O crack me levou para o fundo do poço. Perdi as contas de quantas pedras eu fumei. Não dava para ficar um dia sem usar.
- Quem era o Marquinhos?
Um cara sem sonhos, que estava na sarjeta, sem destino, sem rumo, sem futuro, sem nada.
- E hoje?
Sou um homem sonhador, realizado com o que estou conquistando. Sei que tenho muito a conquistar, mas já me sinto realizado. Só pelo fato de conseguir ficar limpo (sem drogas) já é um milagre.
- Está há quanto tempo sem drogas?
Dois anos e sete meses. Nesse tempo, já tirei CNH de moto e carro, com o dinheiro que estou ganhando como conselheiro terapêutico do instituto, estou me qualificando.
- Quais os planos para o futuro?
Eu estudei até a sétima série. A partir do ano que vem vou continuar estudando e fazer uma faculdade. Quero ser um empresário, ter a minha família.
- Qual mensagem deixa para quem está no fundo do poço?
É possível se libertar das drogas, como eu me libertei. Se a pessoa realmente quiser mudar, ela consegue. Mas não consegue só. Eu sou muito grato a Deus, às pessoas que Ele colocou na minha vida.

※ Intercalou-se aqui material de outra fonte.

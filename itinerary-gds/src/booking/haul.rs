//! Short-haul / long-haul sector classification.

use crate::domain::AirportCode;
use crate::tables::ReferenceData;

/// Sectors shorter than this are short-haul when the region table is silent.
pub const SHORT_HAUL_MAX_MINUTES: u32 = 240;

/// How a sector is flown, for cabin substitution purposes.
#[derive(Debug, Clone, Copy, PartialEq, Eq)]
pub enum Haul {
    Short,
    Long,
    /// Neither the region table nor a duration settles it
    Unknown,
}

/// Classify a sector.
///
/// Both airports in the same short-haul region → short. Both airports known
/// but in different regions → long. Otherwise the flight duration decides,
/// with anything under four hours counted as short.
pub fn classify_haul(
    reference: &ReferenceData,
    from: AirportCode,
    to: AirportCode,
    duration_minutes: Option<u32>,
) -> Haul {
    match (reference.region(from), reference.region(to)) {
        (Some(a), Some(b)) if a == b => Haul::Short,
        (Some(_), Some(_)) => Haul::Long,
        _ => match duration_minutes {
            Some(d) if d < SHORT_HAUL_MAX_MINUTES => Haul::Short,
            Some(_) => Haul::Long,
            None => Haul::Unknown,
        },
    }
}
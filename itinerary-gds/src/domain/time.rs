//! Clock time handling for scraped itinerary text.
//!
//! Travel sites print times in many shapes ("6:00 pm", "6:00PM", "18:00",
//! "7:15 a.m. +1"). This module recognises them and renders the 12-hour
//! reservation-terminal form ("600P", "715A").

use std::fmt;
use std::ops::Range;
use std::sync::LazyLock;

use regex::Regex;
use serde::{Serialize, Serializer};

/// Error returned when building an invalid clock time.
#[derive(Debug, Clone, PartialEq, Eq, thiserror::Error)]
#[error("invalid time: {reason}")]
pub struct TimeError {
    reason: &'static str,
}

impl TimeError {
    fn new(reason: &'static str) -> Self {
        Self { reason }
    }
}

static TIME_RE: LazyLock<Regex> = LazyLock::new(|| {
    Regex::new(r"(?i)\b(\d{1,2}):(\d{2})(?:\s*([ap])(?:\.?\s?m)?\b\.?)?(?:\s*\+\s*(\d))?")
        .expect("static regex must compile")
});

const MINUTES_PER_DAY: u16 = 24 * 60;

/// A time of day with minute precision, without a date.
///
/// # Examples
///
/// ```
/// use itinerary_gds::domain::ClockTime;
///
/// let t = ClockTime::from_hm(18, 5).unwrap();
/// assert_eq!(t.to_gds(), "605P");
/// assert_eq!(t.to_string(), "18:05");
/// ```
#[derive(Clone, Copy, PartialEq, Eq, Hash, PartialOrd, Ord)]
pub struct ClockTime {
    minutes: u16,
}

impl ClockTime {
    /// Create a clock time from a 24-hour hour and minute.
    pub fn from_hm(hour: u32, minute: u32) -> Result<Self, TimeError> {
        if hour > 23 {
            return Err(TimeError::new("hour must be 0-23"));
        }
        if minute > 59 {
            return Err(TimeError::new("minute must be 0-59"));
        }
        Ok(Self {
            minutes: (hour * 60 + minute) as u16,
        })
    }

    /// Create a clock time from a 12-hour hour, minute and meridiem.
    pub fn from_12h(hour: u32, minute: u32, pm: bool) -> Result<Self, TimeError> {
        if !(1..=12).contains(&hour) {
            return Err(TimeError::new("12-hour clock hour must be 1-12"));
        }
        let hour24 = match (hour, pm) {
            (12, false) => 0,
            (12, true) => 12,
            (h, false) => h,
            (h, true) => h + 12,
        };
        Self::from_hm(hour24, minute)
    }

    /// Returns the hour (0-23).
    pub fn hour(&self) -> u32 {
        u32::from(self.minutes / 60)
    }

    /// Returns the minute (0-59).
    pub fn minute(&self) -> u32 {
        u32::from(self.minutes % 60)
    }

    /// Minutes since midnight.
    pub fn minutes_of_day(&self) -> u32 {
        u32::from(self.minutes)
    }

    /// Minutes from `self` forward to `later`, wrapping past midnight.
    ///
    /// ```
    /// use itinerary_gds::domain::ClockTime;
    ///
    /// let arr = ClockTime::from_hm(23, 30).unwrap();
    /// let dep = ClockTime::from_hm(1, 0).unwrap();
    /// assert_eq!(arr.minutes_until(dep), 90);
    /// ```
    pub fn minutes_until(&self, later: ClockTime) -> u32 {
        let diff = (later.minutes + MINUTES_PER_DAY - self.minutes) % MINUTES_PER_DAY;
        u32::from(diff)
    }

    /// Render as a reservation-style time: 12-hour clock, no leading zero,
    /// `A`/`P` suffix.
    pub fn to_gds(&self) -> String {
        let hour12 = match self.hour() % 12 {
            0 => 12,
            h => h,
        };
        let suffix = if self.hour() < 12 { 'A' } else { 'P' };
        format!("{}{:02}{}", hour12, self.minute(), suffix)
    }
}

impl fmt::Debug for ClockTime {
    fn fmt(&self, f: &mut fmt::Formatter<'_>) -> fmt::Result {
        write!(f, "ClockTime({:02}:{:02})", self.hour(), self.minute())
    }
}

impl fmt::Display for ClockTime {
    fn fmt(&self, f: &mut fmt::Formatter<'_>) -> fmt::Result {
        write!(f, "{:02}:{:02}", self.hour(), self.minute())
    }
}

impl Serialize for ClockTime {
    fn serialize<S: Serializer>(&self, serializer: S) -> Result<S::Ok, S::Error> {
        serializer.serialize_str(&self.to_gds())
    }
}

/// A clock time found in text, with any explicit `+N` day marker.
#[derive(Debug, Clone, Copy, PartialEq, Eq)]
pub struct TimeToken {
    pub time: ClockTime,
    /// Days added by a trailing `+1`/`+2` marker; zero when absent.
    pub day_offset: u8,
}

impl TimeToken {
    /// Find the first clock time in a line of text.
    ///
    /// ```
    /// use itinerary_gds::domain::TimeToken;
    ///
    /// let tok = TimeToken::find("7:15 a.m. +1").unwrap();
    /// assert_eq!(tok.time.to_gds(), "715A");
    /// assert_eq!(tok.day_offset, 1);
    ///
    /// assert!(TimeToken::find("Paris (CDG)").is_none());
    /// assert!(TimeToken::find("13:00 pm").is_none());
    /// ```
    pub fn find(text: &str) -> Option<Self> {
        Self::find_all(text).into_iter().next().map(|(_, tok)| tok)
    }

    /// Find every clock time in a line, with the byte range each occupies.
    pub fn find_all(text: &str) -> Vec<(Range<usize>, Self)> {
        TIME_RE
            .captures_iter(text)
            .filter_map(|caps| {
                let whole = caps.get(0)?;
                let hour: u32 = caps[1].parse().ok()?;
                let minute: u32 = caps[2].parse().ok()?;
                let time = match caps.get(3) {
                    Some(m) => {
                        let pm = m.as_str().eq_ignore_ascii_case("p");
                        ClockTime::from_12h(hour, minute, pm).ok()?
                    }
                    None => ClockTime::from_hm(hour, minute).ok()?,
                };
                let day_offset = caps
                    .get(4)
                    .and_then(|m| m.as_str().parse().ok())
                    .unwrap_or(0);
                Some((whole.range(), Self { time, day_offset }))
            })
            .collect()
    }
}


#[cfg(test)]
mod proptests {
    use super::*;
    use proptest::prelude::*;

    proptest! {
        /// Every 24-hour time survives a text roundtrip
        #[test]
        fn twenty_four_hour_roundtrip(hour in 0u32..24, minute in 0u32..60) {
            let s = format!("{:02}:{:02}", hour, minute);
            let tok = TimeToken::find(&s).unwrap();
            prop_assert_eq!(tok.time.hour(), hour);
            prop_assert_eq!(tok.time.minute(), minute);
        }

        /// 12-hour text and its GDS rendering agree
        #[test]
        fn twelve_hour_text_matches_gds(hour in 1u32..13, minute in 0u32..60, pm in any::<bool>()) {
            let s = format!("{}:{:02} {}", hour, minute, if pm { "pm" } else { "am" });
            let tok = TimeToken::find(&s).unwrap();
            let expected = format!("{}{:02}{}", hour, minute, if pm { 'P' } else { 'A' });
            prop_assert_eq!(tok.time.to_gds(), expected);
        }

        /// Wrapped difference is always less than a day
        #[test]
        fn minutes_until_bounded(a in 0u32..1440, b in 0u32..1440) {
            let x = ClockTime::from_hm(a / 60, a % 60).unwrap();
            let y = ClockTime::from_hm(b / 60, b % 60).unwrap();
            prop_assert!(x.minutes_until(y) < 1440);
        }
    }
}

Ações na Justiça pedindo internação
Internação compulsória: 1.680
Internação involuntária: 433
Internação voluntária: 97
Diferença nas formas de internação
1- Internação voluntária
A pessoa que solicita voluntariamente a própria internação, ou que a consente, deve assinar, no momento da admissão, uma declaração de que optou por esse regime de tratamento.
O término da internação se dá por solicitação escrita do paciente ou por determinação do médico responsável.
Uma internação voluntária pode, contudo, se transformar em involuntária e o paciente, então, não poderá sair do estabelecimento sem a prévia autorização.
2- Internação involuntária
É a que ocorre sem o consentimento do paciente e a pedido de terceiros.
Geralmente, são os familiares que solicitam a internação do paciente, mas é possível que o pedido venha de outras fontes. O pedido tem que ser feito por escrito e aceito pelo médico psiquiatra.
A lei determina que, nesses casos, os responsáveis técnicos do estabelecimento de saúde têm prazo de 72 horas para informar ao Ministério Público do estado sobre a internação e os motivos dela.
O objetivo é evitar a possibilidade de esse tipo de internação ser utilizado para o cárcere privado.
3- Internação compulsória
Nesse caso não é necessária a autorização familiar. A internação compulsória é sempre determinada pelo juiz competente, depois de pedido formal, feito por um médico, atestando que a pessoa não tem domínio sobre a própria condição psicológica e física.
O juiz levará em conta o laudo médico especializado, as condições de segurança do estabelecimento, quanto à salvaguarda do paciente, dos demais internados e dos funcionários.
Fonte: Tribunal de Justiça do Estado e lei 10.216, de 2001.